Want to drop pounds? Changing your environment — not necessarily your diet — may be the answer. Try these low- and no-cost tweaks from the October issue of Self magazine, on newsstands now.
Leave dinner behind: Sidestep the tendency to go for seconds by serving yourself before you sit down. In preliminary research, Brian Wansink, Ph.D., director of the Cornell University Food and Brand Lab, found that women who plated their food at the counter ate 10 percent less than those who ate family style. One exception: Keep those healthy greens on the table.
Your dining area
Add a bouquet: A whiff of flowers may keep you from overindulging at supper. Smelling something inconsistent with what’s on your plate dampens your appetite, research shows. No need for unappetizing combinations, but some slight sensory confusion might help you limit portions.

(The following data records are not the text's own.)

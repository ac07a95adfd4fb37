//! CSV row parsing and classification.

use super::error::ImportError;
use crate::window::YearWindow;
use csv::StringRecord;
use std::fs::File;
use std::io::Read;
use std::path::Path;

pub const ARTIST_NAME_COLUMN: &str = "artist_name";
pub const ALBUM_NAME_COLUMN: &str = "album_name";
pub const TRACK_NAME_COLUMN: &str = "track_name";
pub const TRACK_ID_COLUMN: &str = "track_id";
pub const RELEASE_DATE_COLUMN: &str = "album_release_date";
pub const EXPLICIT_COLUMN: &str = "explicit";

pub const REQUIRED_COLUMNS: [&str; 4] = [
    ARTIST_NAME_COLUMN,
    ALBUM_NAME_COLUMN,
    TRACK_NAME_COLUMN,
    TRACK_ID_COLUMN,
];

const EXPLICIT_TOKENS: [&str; 5] = ["1", "true", "t", "yes", "y"];

/// One data row with every field trimmed. Absent optional fields are empty.
#[derive(Clone, Debug, Default, PartialEq, Eq)]
pub struct ListenRow {
    pub artist_name: String,
    pub album_name: String,
    pub track_name: String,
    pub track_id: String,
    pub release_date: String,
    pub explicit: String,
}

/// A row admitted for entity resolution.
#[derive(Clone, Debug, PartialEq, Eq)]
pub struct ValidRow {
    pub artist_name: String,
    pub album_name: String,
    pub track_name: String,
    pub track_id: String,
    pub year: i32,
    pub is_explicit: bool,
}

#[derive(Clone, Debug, PartialEq, Eq)]
pub enum RowOutcome {
    SkippedEmpty,
    SkippedYear,
    Valid(ValidRow),
}

/// Year from the first four characters of a date-like string.
pub fn parse_year(release_date: &str) -> Option<i32> {
    let prefix: String = release_date.chars().take(4).collect();
    prefix.parse().ok()
}

pub fn parse_explicit(value: &str) -> bool {
    let value = value.trim().to_lowercase();
    EXPLICIT_TOKENS.contains(&value.as_str())
}

impl ListenRow {
    /// Empty required fields win over an out-of-window year.
    pub fn classify(self, window: &YearWindow) -> RowOutcome {
        if self.artist_name.is_empty()
            || self.album_name.is_empty()
            || self.track_name.is_empty()
            || self.track_id.is_empty()
        {
            return RowOutcome::SkippedEmpty;
        }

        let year = match parse_year(&self.release_date) {
            Some(year) if window.contains(year) => year,
            _ => return RowOutcome::SkippedYear,
        };

        RowOutcome::Valid(ValidRow {
            is_explicit: parse_explicit(&self.explicit),
            artist_name: self.artist_name,
            album_name: self.album_name,
            track_name: self.track_name,
            track_id: self.track_id,
            year,
        })
    }
}

#[derive(Clone, Copy, Debug)]
struct ColumnIndices {
    artist_name: usize,
    album_name: usize,
    track_name: usize,
    track_id: usize,
    release_date: Option<usize>,
    explicit: Option<usize>,
}

impl ColumnIndices {
    fn from_headers(headers: &StringRecord) -> Result<Self, ImportError> {
        let position = |name: &str| headers.iter().position(|h| h == name);

        let mut missing = Vec::new();
        for name in REQUIRED_COLUMNS {
            if position(name).is_none() {
                missing.push(name.to_string());
            }
        }
        if !missing.is_empty() {
            missing.sort();
            return Err(ImportError::MissingColumns { missing });
        }

        // Presence checked above
        let required = |name: &str| position(name).unwrap_or_default();
        Ok(ColumnIndices {
            artist_name: required(ARTIST_NAME_COLUMN),
            album_name: required(ALBUM_NAME_COLUMN),
            track_name: required(TRACK_NAME_COLUMN),
            track_id: required(TRACK_ID_COLUMN),
            release_date: position(RELEASE_DATE_COLUMN),
            explicit: position(EXPLICIT_COLUMN),
        })
    }

    fn extract(&self, record: &StringRecord) -> ListenRow {
        let field = |idx: Option<usize>| {
            idx.and_then(|i| record.get(i))
                .map(|v| v.trim().to_string())
                .unwrap_or_default()
        };
        ListenRow {
            artist_name: field(Some(self.artist_name)),
            album_name: field(Some(self.album_name)),
            track_name: field(Some(self.track_name)),
            track_id: field(Some(self.track_id)),
            release_date: field(self.release_date),
            explicit: field(self.explicit),
        }
    }
}

/// Reader over a listening CSV export whose header has already been validated.
pub struct ListenCsvReader<R> {
    reader: csv::Reader<R>,
    columns: ColumnIndices,
}

impl ListenCsvReader<File> {
    pub fn from_path<P: AsRef<Path>>(path: P) -> Result<Self, ImportError> {
        Self::new(File::open(path)?)
    }
}

impl<R: Read> ListenCsvReader<R> {
    /// Read the header row and check the required columns.
    pub fn new(source: R) -> Result<Self, ImportError> {
        let mut reader = csv::ReaderBuilder::new()
            .has_headers(true)
            .flexible(true)
            .from_reader(source);
        let columns = ColumnIndices::from_headers(reader.headers()?)?;
        Ok(ListenCsvReader { reader, columns })
    }

    /// Data rows, at most `limit` of them when given.
    pub fn rows(
        &mut self,
        limit: Option<usize>,
    ) -> impl Iterator<Item = Result<ListenRow, ImportError>> + '_ {
        let columns = self.columns;
        self.reader
            .records()
            .take(limit.unwrap_or(usize::MAX))
            .map(move |record| -> Result<ListenRow, ImportError> {
                Ok(columns.extract(&record?))
            })
    }
}

#[cfg(test)]
mod tests {
    use super::*;
    use crate::window::STUDY_WINDOW;

    fn row(artist: &str, album: &str, track: &str, id: &str, date: &str) -> ListenRow {
        ListenRow {
            artist_name: artist.to_string(),
            album_name: album.to_string(),
            track_name: track.to_string(),
            track_id: id.to_string(),
            release_date: date.to_string(),
            explicit: String::new(),
        }
    }

    #[test]
    fn test_parse_year() {
        assert_eq!(parse_year("2014-05-01"), Some(2014));
        assert_eq!(parse_year("2014"), Some(2014));
        assert_eq!(parse_year("1999-01-01"), Some(1999));
        assert_eq!(parse_year(""), None);
        assert_eq!(parse_year("n/a"), None);
        assert_eq!(parse_year("20x4-01-01"), None);
    }

    #[test]
    fn test_parse_explicit() {
        for value in ["True", "YES", "1", "t", "y", " yes "] {
            assert!(parse_explicit(value), "{value:?} should be explicit");
        }
        for value in ["", "0", "no", "false", "explicit", "N"] {
            assert!(!parse_explicit(value), "{value:?} should not be explicit");
        }
    }

    #[test]
    fn test_classify_empty_fields_first() {
        let outcome = row("Sia", "", "Chandelier", "t1", "1999-01-01").classify(&STUDY_WINDOW);
        assert_eq!(outcome, RowOutcome::SkippedEmpty);
    }

    #[test]
    fn test_classify_year_window() {
        for date in ["1999-01-01", "2009-12-31", "2026-01-01", "", "unknown"] {
            let outcome = row("Sia", "A", "Chandelier", "t1", date).classify(&STUDY_WINDOW);
            assert_eq!(outcome, RowOutcome::SkippedYear, "date {date:?}");
        }
        for date in ["2010-01-01", "2025-12-31"] {
            let outcome = row("Sia", "A", "Chandelier", "t1", date).classify(&STUDY_WINDOW);
            assert!(matches!(outcome, RowOutcome::Valid(_)), "date {date:?}");
        }
    }

    #[test]
    fn test_classify_valid_row() {
        let mut listen = row("Sia", "1000 Forms of Fear", "Chandelier", "t1", "2014-05-01");
        listen.explicit = "True".to_string();
        assert_eq!(
            listen.classify(&STUDY_WINDOW),
            RowOutcome::Valid(ValidRow {
                artist_name: "Sia".to_string(),
                album_name: "1000 Forms of Fear".to_string(),
                track_name: "Chandelier".to_string(),
                track_id: "t1".to_string(),
                year: 2014,
                is_explicit: true,
            })
        );
    }

    #[test]
    fn test_reader_reports_every_missing_column() {
        let csv = "artist_name,track_name,explicit\nSia,Chandelier,0\n";
        match ListenCsvReader::new(csv.as_bytes()) {
            Err(ImportError::MissingColumns { missing }) => {
                assert_eq!(missing, vec!["album_name", "track_id"]);
            }
            other => panic!("unexpected result: {:?}", other.map(|_| ())),
        }

        // Names come out sorted, not in header or declaration order
        let csv = "track_id,explicit\nt1,0\n";
        match ListenCsvReader::new(csv.as_bytes()) {
            Err(ImportError::MissingColumns { missing }) => {
                assert_eq!(missing, vec!["album_name", "artist_name", "track_name"]);
            }
            other => panic!("unexpected result: {:?}", other.map(|_| ())),
        }
    }

    #[test]
    fn test_reader_trims_and_tolerates_short_rows() {
        let csv = "track_id,artist_name,album_name,track_name,album_release_date\n\
                   \" t1 \",  Sia , 1000 Forms of Fear ,Chandelier,2014-05-01\n\
                   t2,Sia\n";
        let mut reader = ListenCsvReader::new(csv.as_bytes()).unwrap();
        let rows: Vec<ListenRow> = reader.rows(None).map(|r| r.unwrap()).collect();

        assert_eq!(rows.len(), 2);
        assert_eq!(rows[0].track_id, "t1");
        assert_eq!(rows[0].artist_name, "Sia");
        assert_eq!(rows[0].album_name, "1000 Forms of Fear");
        assert_eq!(rows[0].explicit, "");
        assert_eq!(rows[1].track_id, "t2");
        assert_eq!(rows[1].album_name, "");
    }

    #[test]
    fn test_reader_limit() {
        let csv = "artist_name,album_name,track_name,track_id\nA,B,C,1\nA,B,C,2\nA,B,C,3\n";
        let mut reader = ListenCsvReader::new(csv.as_bytes()).unwrap();
        assert_eq!(reader.rows(Some(2)).count(), 2);
    }
}
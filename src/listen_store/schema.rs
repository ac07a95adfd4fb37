//! SQLite schema definitions for the listening database.
//!
//! Primary keys are integer surrogate ids. Dedup keys (artist name, album
//! artist+title, track external id, user external id, event type code) are
//! enforced with UNIQUE constraints so the storage layer rejects duplicates
//! even if a caller skips the lookup.

use crate::sqlite_column;
use crate::sqlite_persistence::{Column, ForeignKey, SqlType, Table, VersionedSchema};

const ARTIST_FK: ForeignKey = ForeignKey {
    foreign_table: "artists",
    foreign_column: "id",
};

const ALBUM_FK: ForeignKey = ForeignKey {
    foreign_table: "albums",
    foreign_column: "id",
};

const TRACK_FK: ForeignKey = ForeignKey {
    foreign_table: "tracks",
    foreign_column: "id",
};

const USER_FK: ForeignKey = ForeignKey {
    foreign_table: "users",
    foreign_column: "id",
};

const EVENT_TYPE_FK: ForeignKey = ForeignKey {
    foreign_table: "event_types",
    foreign_column: "id",
};

const ARTISTS_TABLE: Table = Table {
    name: "artists",
    columns: &[
        sqlite_column!("id", &SqlType::Integer, is_primary_key = true),
        sqlite_column!("name", &SqlType::Text, non_null = true),
    ],
    indices: &[],
    unique_constraints: &[&["name"]],
};

const ALBUMS_TABLE: Table = Table {
    name: "albums",
    columns: &[
        sqlite_column!("id", &SqlType::Integer, is_primary_key = true),
        sqlite_column!(
            "artist_id",
            &SqlType::Integer,
            non_null = true,
            foreign_key = Some(&ARTIST_FK)
        ),
        sqlite_column!("title", &SqlType::Text, non_null = true),
        sqlite_column!("release_year", &SqlType::Integer), // NULL when unknown
    ],
    indices: &[("idx_albums_artist", "artist_id")],
    unique_constraints: &[&["artist_id", "title"]],
};

const TRACKS_TABLE: Table = Table {
    name: "tracks",
    columns: &[
        sqlite_column!("id", &SqlType::Integer, is_primary_key = true),
        sqlite_column!(
            "album_id",
            &SqlType::Integer,
            non_null = true,
            foreign_key = Some(&ALBUM_FK)
        ),
        sqlite_column!("title", &SqlType::Text, non_null = true),
        sqlite_column!("external_track_id", &SqlType::Text, non_null = true),
    ],
    indices: &[("idx_tracks_album", "album_id")],
    unique_constraints: &[&["external_track_id"]],
};

const USERS_TABLE: Table = Table {
    name: "users",
    columns: &[
        sqlite_column!("id", &SqlType::Integer, is_primary_key = true),
        sqlite_column!("external_user_id", &SqlType::Text, non_null = true),
    ],
    indices: &[],
    unique_constraints: &[&["external_user_id"]],
};

const EVENT_TYPES_TABLE: Table = Table {
    name: "event_types",
    columns: &[
        sqlite_column!("id", &SqlType::Integer, is_primary_key = true),
        sqlite_column!("code", &SqlType::Text, non_null = true),
    ],
    indices: &[],
    unique_constraints: &[&["code"]],
};

const EVENTS_TABLE: Table = Table {
    name: "events",
    columns: &[
        sqlite_column!("id", &SqlType::Integer, is_primary_key = true),
        sqlite_column!("ts", &SqlType::Integer, non_null = true), // unix seconds
        sqlite_column!("date", &SqlType::Integer, non_null = true), // local YYYYMMDD
        sqlite_column!(
            "user_id",
            &SqlType::Integer,
            non_null = true,
            foreign_key = Some(&USER_FK)
        ),
        sqlite_column!(
            "track_id",
            &SqlType::Integer,
            non_null = true,
            foreign_key = Some(&TRACK_FK)
        ),
        sqlite_column!(
            "event_type_id",
            &SqlType::Integer,
            non_null = true,
            foreign_key = Some(&EVENT_TYPE_FK)
        ),
        sqlite_column!("is_organic", &SqlType::Integer), // NULL when unknown
    ],
    indices: &[("idx_events_track", "track_id"), ("idx_events_date", "date")],
    unique_constraints: &[],
};

pub const LISTEN_VERSIONED_SCHEMAS: &[VersionedSchema] = &[VersionedSchema {
    version: 0,
    tables: &[
        ARTISTS_TABLE,
        ALBUMS_TABLE,
        TRACKS_TABLE,
        USERS_TABLE,
        EVENT_TYPES_TABLE,
        EVENTS_TABLE,
    ],
}];

/// Tables in deletion order: every table comes before the tables it references.
pub const TABLES_CHILD_FIRST: &[&str] = &[
    "events",
    "tracks",
    "albums",
    "artists",
    "users",
    "event_types",
];
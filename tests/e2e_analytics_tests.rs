//! End-to-end tests for analytics over imported data

mod common;

use common::*;
use listen_catalog::{ImportOptions, ListenAnalytics, STUDY_WINDOW};

fn imported_workspace() -> TestWorkspace {
    let mut workspace = TestWorkspace::new().unwrap();
    let csv = workspace
        .write_csv(
            "listens.csv",
            &[
                SIA_ROW,
                SIA_ROW,
                SIA_ROW,
                SIA_EXPLICIT_ROW,
                ADELE_ROW,
                ADELE_ROW,
                DAFT_PUNK_ROW,
                OLD_ROW,
                BLANK_ARTIST_ROW,
            ],
        )
        .unwrap();
    workspace.import(&csv).unwrap();
    workspace
}

#[test]
fn test_summary_after_import() {
    let workspace = imported_workspace();

    let summary = workspace.store.window_summary(&STUDY_WINDOW).unwrap();

    assert_eq!(summary.year_min, 2010);
    assert_eq!(summary.year_max, 2025);
    assert_eq!(summary.artists_count, 3);
    assert_eq!(summary.albums_count, 3);
    assert_eq!(summary.tracks_count, 4);
    assert_eq!(summary.users_count, 1);
    assert_eq!(summary.events_count, 7);
    // Explicit: one Sia row and the Daft Punk row
    let share = summary.organic_share.unwrap();
    assert!((share - 5.0 / 7.0).abs() < 1e-9);
}

#[test]
fn test_top_tracks_after_import() {
    let workspace = imported_workspace();

    let top = workspace.store.top_tracks(&STUDY_WINDOW, 50).unwrap();

    let rows: Vec<(&str, &str, u64)> = top
        .iter()
        .map(|t| (t.artist.as_str(), t.title.as_str(), t.listen_count))
        .collect();
    assert_eq!(
        rows,
        vec![
            ("Sia", "Chandelier", 3),
            ("Adele", "Hello", 2),
            ("Daft Punk", "Get Lucky", 1),
            ("Sia", "Elastic Heart", 1),
        ]
    );
}

#[test]
fn test_events_by_year_after_import() {
    let workspace = imported_workspace();

    let by_year = workspace.store.events_by_year(&STUDY_WINDOW).unwrap();

    let years: Vec<i32> = by_year.iter().map(|y| y.year).collect();
    assert_eq!(years, (2010..=2025).collect::<Vec<_>>());
    let count_of = |year: i32| by_year.iter().find(|y| y.year == year).unwrap().count;
    assert_eq!(count_of(2013), 1);
    assert_eq!(count_of(2014), 4);
    assert_eq!(count_of(2015), 2);
    assert_eq!(by_year.iter().map(|y| y.count).sum::<u64>(), 7);
}

#[test]
fn test_events_by_type_and_recent_events() {
    let workspace = imported_workspace();

    let by_type = workspace.store.events_by_type(&STUDY_WINDOW).unwrap();
    assert_eq!(by_type.len(), 1);
    assert_eq!(by_type[0].code, "listen");
    assert_eq!(by_type[0].count, 7);

    let recent = workspace.store.recent_events(&STUDY_WINDOW, 300).unwrap();
    assert_eq!(recent.len(), 7);
    assert!(recent.windows(2).all(|pair| pair[0].ts >= pair[1].ts));
    assert!(recent.iter().all(|e| e.user == "demo_user"));

    let limited = workspace.store.recent_events(&STUDY_WINDOW, 2).unwrap();
    assert_eq!(limited.len(), 2);
    assert_eq!(limited[0], recent[0]);
}

#[test]
fn test_report_json_shape() {
    let workspace = imported_workspace();

    let report = workspace
        .store
        .analytics_report(&STUDY_WINDOW, 2, 3)
        .unwrap();
    assert_eq!(report.top_tracks.len(), 2);
    assert_eq!(report.recent_events.len(), 3);

    let json = serde_json::to_value(&report).unwrap();
    assert_eq!(json["summary"]["events_count"], 7);
    assert_eq!(json["events_by_year"].as_array().unwrap().len(), 16);
    assert_eq!(json["top_tracks"][0]["artist"], "Sia");
}

#[test]
fn test_report_after_reset_to_empty_file() {
    let mut workspace = imported_workspace();
    let empty = workspace.write_csv("empty.csv", &[]).unwrap();
    let mut options = ImportOptions::new(&empty);
    options.reset = true;
    workspace.import_with(options).unwrap();

    let report = workspace
        .store
        .analytics_report(&STUDY_WINDOW, 50, 300)
        .unwrap();
    assert_eq!(report.summary.events_count, 0);
    assert_eq!(report.summary.artists_count, 0);
    assert_eq!(report.summary.organic_share, None);
    assert!(report.top_tracks.is_empty());
    assert!(report.events_by_year.iter().all(|y| y.count == 0));
    // The listen type is recreated by every run
    assert_eq!(report.events_by_type.len(), 1);
    assert_eq!(report.events_by_type[0].count, 0);
}

#[test]
fn test_top_tracks_group_by_artist_and_title() {
    let mut workspace = TestWorkspace::new().unwrap();
    // Same song released twice under different track ids
    workspace
        .import_text(&csv_content(&[
            SIA_ROW,
            "Sia,Chandelier (Remixes),Chandelier,t1-remix,2014-04-01,",
            ADELE_ROW,
        ]))
        .unwrap();

    let top = workspace.store.top_tracks(&STUDY_WINDOW, 50).unwrap();

    assert_eq!(top.len(), 2);
    assert_eq!(top[0].artist, "Sia");
    assert_eq!(top[0].title, "Chandelier");
    assert_eq!(top[0].listen_count, 2);
    assert_eq!(workspace.store.get_counts().unwrap().tracks, 3);
}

Dim the lights: Bright lights can cause you to dine quickly, Wansink says, so you end up finishing off a mega-portion before you have the chance to feel full. Swap your light switch for a dimmer.
Pare down big buys: Shopping in bulk saves cash, but it can add calories. People faced with a gallon-size bowl of Chex Mix ate 56 percent more than those given a half-gallon one, according to a study by Wansink.
Shrink bowls and spoons: We match our portions to our dinnerware. “A half cup of ice cream looks good in an 8-ounce bowl but wimpy in a 16-ounce one,” Wansink said. Size even fools the pros: Food experts ate more when they were served with bigger bowls and spoons.
Put produce up front: The more prominently a food is placed, the more likely you are to choose it, said Wansink. Dieters lost nearly a pound in a month by storing their fruit and veggies on the middle shelf. Try it with easy-to-eat carrots and berries.
Conceal leftovers: You skipped that last slice of pizza to save calories, but every time you open the fridge, it calls your name. Stash it in a fridge drawer or wrap it in foil to help you resist it until it’s mealtime again.